APA-1 transactivates and binds to the MMP1 promoter. (A) Early-passage ARF^−/− mouse embryo fibroblasts (MEFs) were transfected with the indicated reporter plasmid (MMP1-624 or MMP1-1606) and empty vector (pCDNA) or APA-1. Luciferase values were normalized to protein concentration and graphed relative to the pCDNA3 control for the MMP1-624 promoter fragment. Shown is an average of three experiments carried out in triplicate. (B) Schematic diagram of the MMP1 promoter. Boxes indicate previously described TATA (grey) and PEA3 (black) elements, as well as the putative APA-1 binding site (hatched). Overlapping probes (A through E) used for gel shift analysis are indicated. (C) APA-1 binds to the MMP1 promoter. MMP1 gel shift probes B to D were used in binding reactions with control extracts (pCDNA) or extracts expressing HA-APA-1, as indicated.

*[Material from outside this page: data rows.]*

// Copyright (c) 2025 Erick Bourgeois, firestoned
// SPDX-License-Identifier: MIT

//! Global constants for the NowIP DNS core.
//!
//! This module contains all numeric and string constants used throughout the codebase.
//! Constants are organized by category for easy maintenance.

// ============================================================================
// DNS Protocol Constants
// ============================================================================

/// Standard DNS port for queries and NOTIFY messages
pub const DNS_PORT: u16 = 53;

/// Marker for the apex of a zone or registered domain
pub const APEX_LABEL: &str = "@";

/// Maximum length of a single DNS label in octets
pub const MAX_LABEL_LENGTH: usize = 63;

/// Maximum length of a DNS name in presentation format
pub const MAX_NAME_LENGTH: usize = 253;

// ============================================================================
// TTL Constants
// ============================================================================

/// TTL of answers synthesized from dynamic-update addresses (5 minutes)
pub const DYNAMIC_RECORD_TTL_SECS: u32 = 300;

/// TTL applied to stored records that do not carry their own (5 minutes)
pub const DEFAULT_DNS_RECORD_TTL_SECS: u32 = 300;

/// TTL of the apex SOA and NS records (1 hour)
pub const DEFAULT_ZONE_TTL_SECS: u32 = 3600;

// ============================================================================
// SOA Constants
// ============================================================================

/// Default SOA refresh interval (1 hour)
pub const DEFAULT_SOA_REFRESH_SECS: u32 = 3600;

/// Default SOA retry interval (10 minutes)
pub const DEFAULT_SOA_RETRY_SECS: u32 = 600;

/// Default SOA expire time (7 days)
pub const DEFAULT_SOA_EXPIRE_SECS: u32 = 604_800;

/// Default SOA negative TTL (1 day)
pub const DEFAULT_SOA_MINIMUM_SECS: u32 = 86400;

/// Label prepended to the primary nameserver to build the SOA admin contact
pub const SOA_ADMIN_LABEL: &str = "admin";

// ============================================================================
// Persistence Constants
// ============================================================================

/// Key under which the zone serial is persisted
pub const SERIAL_STORE_KEY: &str = "dns_soa_serial";

/// Key under which the fingerprint of the zone published at that serial is persisted
pub const FINGERPRINT_STORE_KEY: &str = "dns_zone_fingerprint";

/// Default location of the JSON state file used by the operator tool
pub const DEFAULT_STATE_FILE: &str = "./data/dns-state.json";

// ============================================================================
// NOTIFY Constants
// ============================================================================

/// Upper bound for a single NOTIFY exchange with a secondary (5 seconds)
pub const NOTIFY_TIMEOUT_SECS: u64 = 5;

// ============================================================================
// Runtime Constants
// ============================================================================

/// Number of worker threads for Tokio runtime
pub const TOKIO_WORKER_THREADS: usize = 4;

APA-1 antibody (A) or anti-HA antibody (H) only competed away binding of the APA-1-specific shift of probe C. (D) Four-base-pair substitutions disrupt APA-1 binding. Gel shift analysis of probe C with the wild-type sequence (ATATTGGAG) or with mutations in the putative APA-1 binding site (AGATGAGCG, with substitutions shown in outline letters) and control (C) or HA-APA-1 (A)-expressing extracts, as indicated. The APA-1-specific shift is not competed by addition of preimmune antibody (P) but is competed by addition of APA-1 (A) or anti-HA (H) antibodies. (E) APA-1 binding is necessary for transactivation of the MMP1 promoter. ARF^−/− MEFs were transfected with MMP1-624 reporter plasmid or MMP1-624m reporter plasmid containing the same changes as in D and the vector control (pCDNA) or APA-1 expression plasmid. Luciferase values were normalized to protein concentration and graphed relative to the pCDNA3 control for the MMP1-624 reporter. Shown is an average of three experiments carried out in triplicate.

FIG. 8.

Model for induction of matrix-remodeling genes during fibroblast senescence. Although telomere shortening induces the senescent cell cycle arrest in fibroblasts, an additional signal, possibly resulting from an accumulation of stress, leads to upregulation of the p16 and APA-1 proteins. If APA-1 is necessary for induction of matrix-remodeling genes in late-passage cells, this suggests that the matrix-remodeling phenotype is separable from telomere-induced cell cycle arrest during senescence.